Every proposal goes through multiple stages. The smaller and less controversial a proposal, the faster it goes, possibly completing multiple stages in one meeting. The larger or more controversial a proposal, the more deliberate the handling, possibly needing multiple meetings for one stage (especially stages 2, 5, and 7).

0. Cool idea posted to a blog, mailing list, Reddit, etc. (Most proposals never make it past this stage.)

1. Proposer submits an initial design paper, and asks to present it to the design group. Paper includes motivation, alternatives considered, concrete examples, and a specific proposal in sufficient detail to evaluate.
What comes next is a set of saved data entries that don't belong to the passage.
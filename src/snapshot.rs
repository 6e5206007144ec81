//! # Snapshot store
//! Bounded, oldest-first JSON array of timestamped scrape snapshots
//! (`results.json`). Snapshots are never mutated once appended; the store
//! only evicts from the front when it grows past its limit.

use std::collections::BTreeMap;
use std::path::{Path, PathBuf};

use chrono::{DateTime, Utc};
use serde::{Deserialize, Serialize};
use serde_json::Value;
use sha2::{Digest, Sha256};

use crate::error::{PipelineError, Result};
use crate::storage;

pub const DEFAULT_SNAPSHOT_LIMIT: usize = 5;

/// One capture of all upstream raw source data, keyed by logical source id.
#[derive(Debug, Clone, PartialEq, Serialize, Deserialize)]
pub struct Snapshot {
    pub timestamp: DateTime<Utc>,
    pub data: BTreeMap<String, Value>,
}

impl Snapshot {
    pub fn new(timestamp: DateTime<Utc>, data: BTreeMap<String, Value>) -> Self {
        Self { timestamp, data }
    }

    /// Stamp raw collector output with the current time.
    pub fn now(data: BTreeMap<String, Value>) -> Self {
        Self::new(Utc::now(), data)
    }

    pub fn get(&self, key: &str) -> Option<&Value> {
        self.data.get(key)
    }

    pub fn keys(&self) -> impl Iterator<Item = &String> {
        self.data.keys()
    }

    /// Stable sha256 over the data section (BTreeMap keeps key order fixed).
    pub fn digest(&self) -> String {
        let bytes = serde_json::to_vec(&self.data).unwrap_or_default();
        let hash = Sha256::digest(&bytes);
        hash.iter().map(|b| format!("{b:02x}")).collect()
    }
}

#[derive(Debug, Clone)]
pub struct SnapshotStore {
    path: PathBuf,
    limit: usize,
}

impl SnapshotStore {
    pub fn new(path: impl Into<PathBuf>, limit: usize) -> Self {
        Self {
            path: path.into(),
            limit: limit.max(1),
        }
    }

    pub fn path(&self) -> &Path {
        &self.path
    }

    pub fn limit(&self) -> usize {
        self.limit
    }

    /// Full retained history, oldest first. Missing file -> empty.
    pub fn load(&self) -> Result<Vec<Snapshot>> {
        storage::read_array(&self.path)?
            .into_iter()
            .enumerate()
            .map(|(i, v)| {
                serde_json::from_value(v).map_err(|e| {
                    PipelineError::malformed(&self.path, format!("entry {i}: {e}"))
                })
            })
            .collect()
    }

    /// Append and evict from the front past `limit`. Returns the retained length.
    pub fn append(&self, snapshot: Snapshot) -> Result<usize> {
        let mut all = self.load()?;
        if let Some(last) = all.last() {
            if snapshot.timestamp <= last.timestamp {
                tracing::warn!(
                    new = %snapshot.timestamp,
                    last = %last.timestamp,
                    "snapshot timestamp not after the latest one"
                );
            }
        }
        all.push(snapshot);
        if all.len() > self.limit {
            let excess = all.len() - self.limit;
            all.drain(0..excess);
        }
        storage::write_json_atomic(&self.path, &all)?;
        tracing::debug!(path = %self.path.display(), retained = all.len(), "snapshot appended");
        Ok(all.len())
    }

    pub fn latest(&self) -> Result<Option<Snapshot>> {
        Ok(self.load()?.pop())
    }

    /// Second-to-last snapshot; `None` on cold start (fewer than two).
    pub fn previous(&self) -> Result<Option<Snapshot>> {
        let mut all = self.load()?;
        if all.len() < 2 {
            return Ok(None);
        }
        all.pop();
        Ok(all.pop())
    }
}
2. Design group agrees they are interested in this area and pursuing exploration of this general feature, and asks for revisions. (A standalone proposal is usually iterated on at multiple meetings to refine the design. If there are competing proposals, the iteration and convergence takes longer. If there is a lot of iteration required and work can be done at additional face-to-face or telecon meetings between meetings, the design group chair may recommend starting a Study Group for the topic to produce a merged initial proposal to bring back to the design group.)

3. Design group agrees to pursue a specific refined design direction, and asks for initial wording.

4. Design group approves the initial wording, and forwards to wording group.

5. Wording group reviews and refines wording, agrees it’s ready to be included in a working draft, and forwards it to the full committee.

6. The full committee agrees to adopt the wording into a working draft, and creates an issues list to track issues. (If the work is to be put in its own TS, this would be an initial working draft for a new TS.)

7. Design and wording groups process design and wording issues to refine the specification, and forward each change for approval by the full committee. (The wording must correctly express the approved design; any questions about what specific code examples are supposed to mean must be resolved in design and be reflected in wording; the wording must be clear so that implementers know what to implement, and that programmers can write portable code that works the same way on different implementations.)

8. The full committee sends the working draft out for international comment ballot beyond the committee, and a few months later ballot comments are forwarded back to the committee.

9. Design and wording groups resolve ballot comments, and forward each change for approval by the full committee.

10. The full committee sends the working draft out for its final approval ballot and/or publication.

11. If the proposal is first published in a TS, then after getting beta feedback (usually including experience with a vendor implementing the feature and users trying out the implementation) someone will propose adopting it into the IS working draft, possibly with changes based on usage feedback, and after design and wording stability evaluation in the design and wording groups, repeat Stages 6-10 to “IS quality” (usually much faster than the first time since typically most of the work was done in the TS).

Conceptions and misconceptions

Note that there are two common mistakes, or at least misconceptions:

  • A lot of people outside the committee think they’re done at Stage 0 or 1, and think that the committee will just run with their idea. Don’t expect anything to happen until a detailed design paper exists with a champion who will personally present it to the committee and contribute work on it to incorporate feedback and refine the proposal.
  • Newer proposers tend to think they’re done at Stage 4 and declare victory, with the idea that the wording groups will just go ahead and ‘make it happen’ and ‘do the right thing.’ The usual mindset that leads to this mistake is thinking that the proposal is now “80% done”… that may be true from a design point of view, but the remaining stages form the “other 80%” (just sayin’!) of the essential work required to actually move it further forward all the way to becoming a high-quality detailed and implementable published specification. — And when we’re overly optimistic about “almost done” features shipping “in a year or so,” it’s usually because we’ve forgotten the actual cost and latency of Stages 5-10.

Experienced proposers understand that they have to personally remain involved and contribute substantial amounts of work up to and including Stage 7, and only then guardedly declare victory while still carefully watching ballot comments related to their proposal during the remaining stages.